The king's manœuvre, on his advance, was so dexterous that, even to the experienced eye of Daun, he appeared to be in retreat. "The Prussians are off," said he to Prince Charles; "let us not disturb them." The cautious marshal always practised the maxim of "a bridge of gold for a retreating enemy." But the hasty Prince resolved on a battle. He was speedily to feel the hazard of such an antagonist as Frederick. The manœuvre was intended to throw the whole force of the Prussians on the Austrian left wing. It succeeded perfectly. The wing was turned, and, after a brief resistance, was driven from the field. The village of Leuthen, the centre of their position, was then stormed; but the Austrian artillery was powerful, and every attack cost great slaughter. The battle was now for a while doubtful—but it was at last decided by a charge of cavalry. The Austrian general, Luchesi, had attempted to fall with his troopers on the Prussian flank; but, in the act, he was unexpectedly charged by the main body of the Prussian cavalry. Luchesi fell, his cavalry were broken, and the battle was at an end. The rest was the capture of the separate posts of the Austrians, and the pursuit of the right wing, which, though not engaged, had disbanded. This success was unexampled. The Prussians took twenty thousand prisoners, one hundred and sixteen guns, fifty-one pair of colours, and four thousand baggage waggons. The Austrians left seven thousand four hundred men on the field. The victors lost, in killed and wounded, six thousand men. This victory produced a prodigious effect on the public opinion of Europe. To have won two pitched battles, with inferior numbers, and in the midst of political difficulties, with all his conquests torn from him, and his capital insulted and laid under contribution, appeared like the work of romance. The king was, from that moment, the first of European generals. He was the invincible Frederick the Great in German lips; the Protestant hero, by a still more honourable title, in England. Germany then first felt that she had poets, and a theme for poetry. Bards sprang up on every side, and the Prussian king's exploits were sung in palace, cottage, and bivouac. The war-songs of Glein exhibited the true fire of poetry, and form stirring and noble records of the time to this day.

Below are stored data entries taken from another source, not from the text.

//! The full orchestrated flow: navigate, clear any challenge, optionally log
//! in, apply the price filter, extract results. Each stage runs through the
//! [`StepExecutor`] envelope; the session is closed on every exit path.

use std::time::Duration;

use gauntlet_browser::session::{ListingSelectors, PageSession, RawListing};
use gauntlet_common::{Credentials, Listing, Result, RetryPolicy, RunResult};
use gauntlet_solver::CaptchaSolver;
use tracing::{info, warn};

use crate::artifacts::ArtifactRecorder;
use crate::detect::ChallengeDetector;
use crate::executor::{StepExecutor, StepOptions};
use crate::resolve::{ChallengeResolver, ChallengeSelectors};

/// Per-run inputs, as opposed to the orchestrator's own wiring.
#[derive(Debug, Clone)]
pub struct RunParams {
    pub target_url: String,
    pub credentials: Option<Credentials>,
    /// Inclusive upper bound applied to extracted listings.
    pub max_price: u64,
}

/// Fallback chains for every element the flow touches. Defaults match the
/// deployments this has run against; override any chain via config.
#[derive(Debug, Clone)]
pub struct FlowSelectors {
    /// Signals the landing page rendered its primary content.
    pub main_content: Vec<String>,
    /// Signals a challenge interstitial rendered instead.
    pub challenge_frame: Vec<String>,
    pub identity_input: Vec<String>,
    pub secret_input: Vec<String>,
    pub confirm_checkbox: Vec<String>,
    pub submit_button: Vec<String>,
    /// Empty chain disables the price-filter stage entirely.
    pub price_filter: Vec<String>,
    pub listings: ListingSelectors,
    pub challenge: ChallengeSelectors,
}

impl Default for FlowSelectors {
    fn default() -> Self {
        Self {
            main_content: vec!["#main_content".into(), ".main_content".into(), "main".into()],
            challenge_frame: vec![
                "iframe[src*='hcaptcha']".into(),
                "iframe[src*='turnstile']".into(),
                "iframe[src*='challenges.cloudflare.com']".into(),
            ],
            identity_input: vec![
                "input[type='email']".into(),
                "input[name='email']".into(),
                "input[type='text']".into(),
            ],
            secret_input: vec!["input[type='password']".into()],
            confirm_checkbox: vec!["input[type='checkbox']".into()],
            submit_button: vec!["button[type='submit']".into()],
            price_filter: vec![
                "input[data-test-id='price-to']".into(),
                "input[name='price_to']".into(),
            ],
            listings: ListingSelectors {
                item: vec!["[data-test-id='feed-item']".into()],
                title: vec!["[data-test-id='title']".into()],
                price: vec!["[data-test-id='price']".into()],
                link: vec!["a[href^='/vehicles/cars/']".into(), "a[href]".into()],
            },
            challenge: ChallengeSelectors::default(),
        }
    }
}

/// Stage timeouts, shortest to longest. Short covers single interactions,
/// medium covers form round-trips, long covers full page loads.
#[derive(Debug, Clone, Copy)]
pub struct StageTimeouts {
    pub short: Duration,
    pub medium: Duration,
    pub long: Duration,
}

impl Default for StageTimeouts {
    fn default() -> Self {
        Self {
            short: Duration::from_secs(5),
            medium: Duration::from_secs(15),
            long: Duration::from_secs(30),
        }
    }
}

pub struct FlowOrchestrator {
    detector: ChallengeDetector,
    policy: RetryPolicy,
    selectors: FlowSelectors,
    timeouts: StageTimeouts,
    recorder: ArtifactRecorder,
}

impl FlowOrchestrator {
    pub fn new(recorder: ArtifactRecorder) -> Self {
        Self {
            detector: ChallengeDetector::default(),
            policy: RetryPolicy::default(),
            selectors: FlowSelectors::default(),
            timeouts: StageTimeouts::default(),
            recorder,
        }
    }

    pub fn with_detector(mut self, detector: ChallengeDetector) -> Self {
        self.detector = detector;
        self
    }

    pub fn with_policy(mut self, policy: RetryPolicy) -> Self {
        self.policy = policy;
        self
    }

    pub fn with_selectors(mut self, selectors: FlowSelectors) -> Self {
        self.selectors = selectors;
        self
    }

    pub fn with_timeouts(mut self, timeouts: StageTimeouts) -> Self {
        self.timeouts = timeouts;
        self
    }

    /// Run the flow to completion. Never panics and never returns early
    /// without closing the session; all outcomes land in the [`RunResult`].
    pub async fn run(
        &self,
        session: &dyn PageSession,
        solver: &dyn CaptchaSolver,
        params: &RunParams,
    ) -> RunResult {
        let mut executor = StepExecutor::new(session, &self.recorder);
        let outcome = self.drive(session, solver, params, &mut executor).await;

        if let Err(e) = session.close().await {
            warn!(error = %e, "session close failed");
        }

        let (listings, failure) = match outcome {
            Ok(listings) => (listings, None),
            Err(e) => (Vec::new(), Some(e.into_failure())),
        };
        RunResult {
            success: failure.is_none(),
            listings,
            steps: executor.into_records(),
            failure,
        }
    }

    async fn drive(
        &self,
        session: &dyn PageSession,
        solver: &dyn CaptchaSolver,
        params: &RunParams,
        executor: &mut StepExecutor<'_>,
    ) -> Result<Vec<Listing>> {
        let sel = &self.selectors;

        // The landing page is "ready" when either the real content or a
        // challenge interstitial has rendered.
        let mut ready = sel.main_content.clone();
        ready.extend(sel.challenge_frame.iter().cloned());
        executor
            .execute(
                "navigate",
                StepOptions::bounded(self.timeouts.long * 2),
                || async {
                    session.navigate(&params.target_url).await?;
                    session.wait_for_any(&ready, self.timeouts.long).await?;
                    Ok(())
                },
            )
            .await?;

        // Cheap probe outside the step envelope; an absent challenge should
        // not produce a resolve step in the audit trail.
        let probe = self.detector.detect(session).await?;
        if probe.kind.is_present() {
            info!(kind = ?probe.kind, "challenge detected, resolving");
            let resolver = ChallengeResolver::new(&self.detector, solver, self.policy.clone())
                .with_selectors(sel.challenge.clone());
            let budget = self.resolution_budget();
            executor
                .execute("resolve-challenge", StepOptions::bounded(budget), || async {
                    resolver.resolve(session).await
                })
                .await?;
        }

        if let Some(credentials) = &params.credentials {
            executor
                .execute(
                    "fill-credentials",
                    StepOptions::waiting_for(&sel.identity_input, self.timeouts.medium),
                    || async {
                        session
                            .type_any(&sel.identity_input, &credentials.identity, self.timeouts.short)
                            .await?;
                        session
                            .type_any(&sel.secret_input, &credentials.secret, self.timeouts.short)
                            .await?;
                        // Remember-me style checkboxes are not always there.
                        if session.exists_any(&sel.confirm_checkbox).await?.is_some() {
                            session
                                .click_any(&sel.confirm_checkbox, self.timeouts.short)
                                .await?;
                        }
                        Ok(())
                    },
                )
                .await?;

            executor
                .execute(
                    "submit",
                    StepOptions::bounded(self.timeouts.long),
                    || async {
                        session
                            .click_any(&sel.submit_button, self.timeouts.short)
                            .await?;
                        // Some targets stay on the same document after login;
                        // a missing content signal is not a failed submit.
                        if let Err(e) = session
                            .wait_for_any(&sel.main_content, self.timeouts.medium)
                            .await
                        {
                            warn!(error = %e, "no content signal after submit");
                        }
                        Ok(())
                    },
                )
                .await?;
        }

        if !sel.price_filter.is_empty() {
            executor
                .execute(
                    "apply-price-filter",
                    StepOptions::waiting_for(&sel.price_filter, self.timeouts.medium),
                    || async {
                        session
                            .click_any(&sel.price_filter, self.timeouts.short)
                            .await?;
                        session
                            .type_any(
                                &sel.price_filter,
                                &params.max_price.to_string(),
                                self.timeouts.short,
                            )
                            .await?;
                        session.press_enter(&sel.price_filter).await?;
                        Ok(())
                    },
                )
                .await?;
        }

        let raw = executor
            .execute(
                "extract-results",
                StepOptions::waiting_for(&sel.listings.item, self.timeouts.long),
                || async { session.collect_listings(&sel.listings).await },
            )
            .await?;

        let listings = project_listings(raw, params.max_price);
        info!(count = listings.len(), max_price = params.max_price, "extraction finished");
        Ok(listings)
    }

    /// Upper bound for the whole resolution step: every attempt may spend a
    /// full solve timeout plus backoff, plus slack for page interactions.
    fn resolution_budget(&self) -> Duration {
        let per_attempt = self.policy.per_attempt_timeout() + self.policy.backoff();
        per_attempt * self.policy.max_attempts() + Duration::from_secs(60)
    }
}

/// Digits-only price normalisation. Anything unparsable comes out as zero,
/// which keeps the item under any non-negative price cap.
pub fn normalize_price(text: &str) -> u64 {
    let digits: String = text.chars().filter(|c| c.is_ascii_digit()).collect();
    digits.parse().unwrap_or(0)
}

/// Project raw page items into output listings, keeping those at or under
/// `max_price`.
pub fn project_listings(raw: Vec<RawListing>, max_price: u64) -> Vec<Listing> {
    raw.into_iter()
        .map(|item| Listing {
            title: item.title,
            price: normalize_price(&item.price_text),
            link: item.link,
        })
        .filter(|listing| listing.price <= max_price)
        .collect()
}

Mitchell's correspondence, on this important occasion, was exulting. On the 9th December, he writes—
"My Lord,—This moment a chasseur has arrived from Silesia, with the news of a complete victory obtained by his Prussian Majesty on the 5th, between Neumarkt and Lissa. The chasseur was present in, and despatched from the field of battle.... In a letter from the king to his brother, Prince Henry, he says he had taken eight thousand prisoners, many standards, colours, and cannon that he had attacked with his right, et qu'il avait refusé la gauche, which had succeeded perfectly well, parce qu'il avait tourné l'ennemi."
The envoy, in his subsequent letters, collects intelligence from all quarters, and sends it in fragments.
"We have yet no relation of the victory of victories, but there are letters from the King of Prussia which say that he expected soon to be master of Breslau, and of the garrison and wounded in that town, amounting to ten thousand men. He computes the loss of the Austrians at thirty thousand.... What I write is almost incredible; but two miracles, in the space of one month, two victories gained by the same handful of men—for the Prussian army, in the first action of the 5th of November, did not exceed eighteen thousand, and in the last might be from thirty to thirty-five thousand—have, I hope, restored affairs to a situation I never expected to see them in."
The merit of this diligence may be estimated from the difficulty of correspondence in those days of convulsion. In his first despatch on this subject, so important to the English cabinet, he says,—
"In case this letter should be stopped, I have prevailed with a Jew to write to his correspondent at the Hague a letter in Hebrew, which contains further particulars, &c., which he is directed forthwith to communicate to Colonel Yorke, (the British Resident with the States of Holland.)"
We then have a curious specimen of the spirit of diplomacy.
"To the Earl of Holdernesse.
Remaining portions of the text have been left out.